There was a lot of info on James Montgomery when I entered his name & date--had a hard time finding family info about him. Did find his father's name was John who died in Barbados... just in case someone can claim him as an ancestor.

https://www.youtube.com/watch?v=tGb_F57Ee2E
https://www.youtube.com/watch?v=FnVorT14i4I

Found a lot more info on Away in the Manger when I searched for more info on it...

re: James Montgomery ... it seems he'd only be a relative of some folks; as an unmarried, seemingly devout, son of a preacher, he likely has no direct descendants: one good source: http://en.wikisource.org/wiki/Montgomery,_James_(1771-1854)_(DNB00)
Does not yet appear to be on Geni!

Here are 2 more songs and sites to listen to them if you want a reminder of the words/song.

God Rest Ye Merry Gentlemen
• The Composer of God Rest Ye Merry Gentlemen is Unknown

The composer of God Rest Ye Merry Gentlemen is unknown. There is record of it being sung within the Christian Church since the 15th century. The hymn was first put into print for the general public when William B. Sandy included a version of it in his publication Christmas Carols Ancient and Modern (1833). It was subsequently added to various hymnals and carol books. In 1843 Charles Dickens included the song in his famous novel A Christmas Carol.

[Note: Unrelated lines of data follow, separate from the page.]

#[cfg(test)]
mod tests {
    use super::*;
    use std::sync::Mutex;
    use uuid::Uuid;

    pub(crate) struct RecordingNotifier {
        pub fired: Mutex<Vec<FiredNotification>>,
    }

    impl RecordingNotifier {
        pub fn new() -> Arc<Self> {
            Arc::new(RecordingNotifier { fired: Mutex::new(Vec::new()) })
        }
    }

    impl Notifier for RecordingNotifier {
        fn notify(&self, notification: &FiredNotification) {
            self.fired.lock().expect("lock").push(notification.clone());
        }
    }

    fn make_pending(body: &str, timestamp: i64) -> PendingNotification {
        PendingNotification {
            id: Uuid::new_v4(),
            timestamp,
            title: "Task reminder".into(),
            body: body.into(),
            tag: "task-test".into(),
        }
    }

    #[tokio::test]
    async fn test_tick_with_no_page_uses_mirror() {
        let notifier = RecordingNotifier::new();
        let (mut worker, _handle) = SyncWorkerBuilder::new()
            .with_notifier(notifier.clone())
            .build();

        let pending = make_pending("from the mirror", 1_000);
        worker
            .handle_command(WorkerCommand::Message(WorkerBound::ScheduleNotification {
                notification: pending,
            }))
            .await;
        worker.tick_at(2_000).await;

        let fired = notifier.fired.lock().expect("lock");
        assert_eq!(fired.len(), 1);
        assert_eq!(fired[0].body, "from the mirror");
        assert!(worker.pending.is_empty());
    }

    #[tokio::test]
    async fn test_cancel_clears_mirror_before_fire() {
        let notifier = RecordingNotifier::new();
        let (mut worker, _handle) = SyncWorkerBuilder::new()
            .with_notifier(notifier.clone())
            .build();

        let pending = make_pending("never fires", 1_000);
        let task_id = pending.id;
        worker
            .handle_command(WorkerCommand::Message(WorkerBound::ScheduleNotification {
                notification: pending,
            }))
            .await;
        worker
            .handle_command(WorkerCommand::Message(WorkerBound::CancelNotification { task_id }))
            .await;
        worker.tick_at(2_000).await;

        assert!(notifier.fired.lock().expect("lock").is_empty());
    }

    #[tokio::test]
    async fn test_get_storage_without_page_reads_shadow() {
        let (mut worker, _handle) = SyncWorkerBuilder::new().build();
        assert_eq!(worker.get_storage("anything").await, StorageRead::Unreachable);

        worker.set_storage("anything", "cached".into()).await;
        assert_eq!(
            worker.get_storage("anything").await,
            StorageRead::Value("cached".into())
        );
    }

    #[tokio::test]
    async fn test_fired_reminder_carries_action_buttons() {
        let notifier = RecordingNotifier::new();
        let (mut worker, _handle) = SyncWorkerBuilder::new()
            .with_notifier(notifier.clone())
            .build();

        worker
            .handle_command(WorkerCommand::Message(WorkerBound::ScheduleNotification {
                notification: make_pending("buttons", 500),
            }))
            .await;
        worker.tick_at(500).await;

        let fired = notifier.fired.lock().expect("lock");
        assert_eq!(
            fired[0].actions,
            vec![NotificationAction::View, NotificationAction::Complete]
        );
    }

    #[tokio::test]
    async fn test_page_answer_overrides_shadow() {
        // Shadow says one thing, the connected page another: the page wins.
        let (mut worker, _handle) = SyncWorkerBuilder::new().build();
        worker.shadow.insert("k".into(), "stale".into());

        let (page_tx, mut page_rx) = mpsc::channel(4);
        worker
            .handle_command(WorkerCommand::Connect(PageHandle {
                id: Uuid::new_v4(),
                tx: page_tx,
            }))
            .await;

        let answer = tokio::spawn(async move {
            let event = page_rx.recv().await.expect("event");
            match event.message {
                PageBound::GetStorage { key } => {
                    assert_eq!(key, "k");
                    event.reply.expect("reply channel").send(Some("fresh".into())).ok();
                }
                other => panic!("unexpected message: {other:?}"),
            }
        });

        assert_eq!(worker.get_storage("k").await, StorageRead::Value("fresh".into()));
        assert_eq!(worker.shadow.get("k").map(String::as_str), Some("fresh"));
        answer.await.expect("page task");
    }

    #[tokio::test]
    async fn test_absent_page_reply_beats_shadow_and_mirror() {
        // Shadow and mirror still hold a reminder the page no longer
        // knows about. The page's "not there" answer wins: nothing fires
        // and the stale shadow entry is dropped.
        let notifier = RecordingNotifier::new();
        let (mut worker, _handle) = SyncWorkerBuilder::new()
            .with_notifier(notifier.clone())
            .build();

        let stale = make_pending("already cancelled", 1_000);
        worker.pending.push(stale.clone());
        worker.shadow.insert(
            PENDING_NOTIFICATIONS_KEY.to_owned(),
            serde_json::to_string(&vec![stale]).expect("encode"),
        );

        let (page_tx, mut page_rx) = mpsc::channel(8);
        worker
            .handle_command(WorkerCommand::Connect(PageHandle {
                id: Uuid::new_v4(),
                tx: page_tx,
            }))
            .await;
        tokio::spawn(async move {
            while let Some(event) = page_rx.recv().await {
                if let (PageBound::GetStorage { .. }, Some(reply)) =
                    (&event.message, event.reply)
                {
                    reply.send(None).ok();
                }
            }
        });

        worker.tick_at(2_000).await;

        assert!(notifier.fired.lock().expect("lock").is_empty());
        assert!(worker.pending.is_empty());
    }
}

Everybody's favorite villian, Ebenezer Scrooge showed a depth of his sad self in this paragraph from Dicken's classic:
“...at the first sound of 'God bless you merry, gentlemen, May nothing you dismay!" Scrooge seized the ruler with such energy of action that the singer fled in terror, leaving the keyhole to the fog and even more congenial frost.
Several different versions of the song have emerged over the years.

https://www.youtube.com/watch?v=FlfHyb397VY
https://www.youtube.com/watch?v=NM57M6NwJvw&index=4&list=PL...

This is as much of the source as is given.